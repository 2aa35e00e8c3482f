use anyhow::Result;
use async_trait::async_trait;
use serde_json::{Map, Value};
use tracing::info;

use crate::{require_string, Tool, ToolChannel, ToolContext, ToolInfo, ToolParam};

/// Speaks a line to the caller. The voice gateway consumes the published
/// result and performs the actual TTS egress; only the notification contract
/// lives here. Available only during a call, and one of the two tools that
/// survive fast mode.
pub struct SpeakTool {
    channel: ToolChannel,
}

impl SpeakTool {
    pub fn new(channel: ToolChannel) -> Self {
        Self { channel }
    }
}

#[async_trait]
impl Tool for SpeakTool {
    fn name(&self) -> &str {
        "speak"
    }

    fn info(&self) -> ToolInfo {
        ToolInfo {
            command: "speak".into(),
            description: "Say something to the caller on the active call.".into(),
            parameters: vec![ToolParam::required("text", "str", "What to say")],
        }
    }

    fn validate(&self, args: &Map<String, Value>) -> Result<(), String> {
        require_string(args, "text").map(|_| ())
    }

    fn is_available(&self, context: &ToolContext) -> bool {
        context.is_on_call()
    }

    async fn execute(&self, args: Map<String, Value>) -> Result<()> {
        let text = match require_string(&args, "text") {
            Ok(text) => text.to_string(),
            Err(error) => {
                self.channel.publish_failure("speak", &error);
                return Ok(());
            }
        };
        let call_id = args.get("call_id").and_then(|v| v.as_str());
        info!(call_id, chars = text.len(), "speak requested");
        self.channel.publish_success(
            "speak",
            serde_json::json!({ "spoken": true, "text": text, "call_id": call_id }),
        );
        Ok(())
    }
}

/// Ends the active call. Call-gated like `speak`.
pub struct HangUpTool {
    channel: ToolChannel,
}

impl HangUpTool {
    pub fn new(channel: ToolChannel) -> Self {
        Self { channel }
    }
}

#[async_trait]
impl Tool for HangUpTool {
    fn name(&self) -> &str {
        "hang_up"
    }

    fn info(&self) -> ToolInfo {
        ToolInfo {
            command: "hang_up".into(),
            description: "End the active call.".into(),
            parameters: vec![],
        }
    }

    fn is_available(&self, context: &ToolContext) -> bool {
        context.is_on_call()
    }

    async fn execute(&self, args: Map<String, Value>) -> Result<()> {
        let call_id = args.get("call_id").and_then(|v| v.as_str());
        info!(call_id, "hang up requested");
        self.channel
            .publish_success("hang_up", serde_json::json!({ "ended": true, "call_id": call_id }));
        Ok(())
    }
}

+-------+

Your task is to copy every line of the entries that contains the string "command".

> [Result below]
            command: "speak".into(),
            command: "hang_up".into(),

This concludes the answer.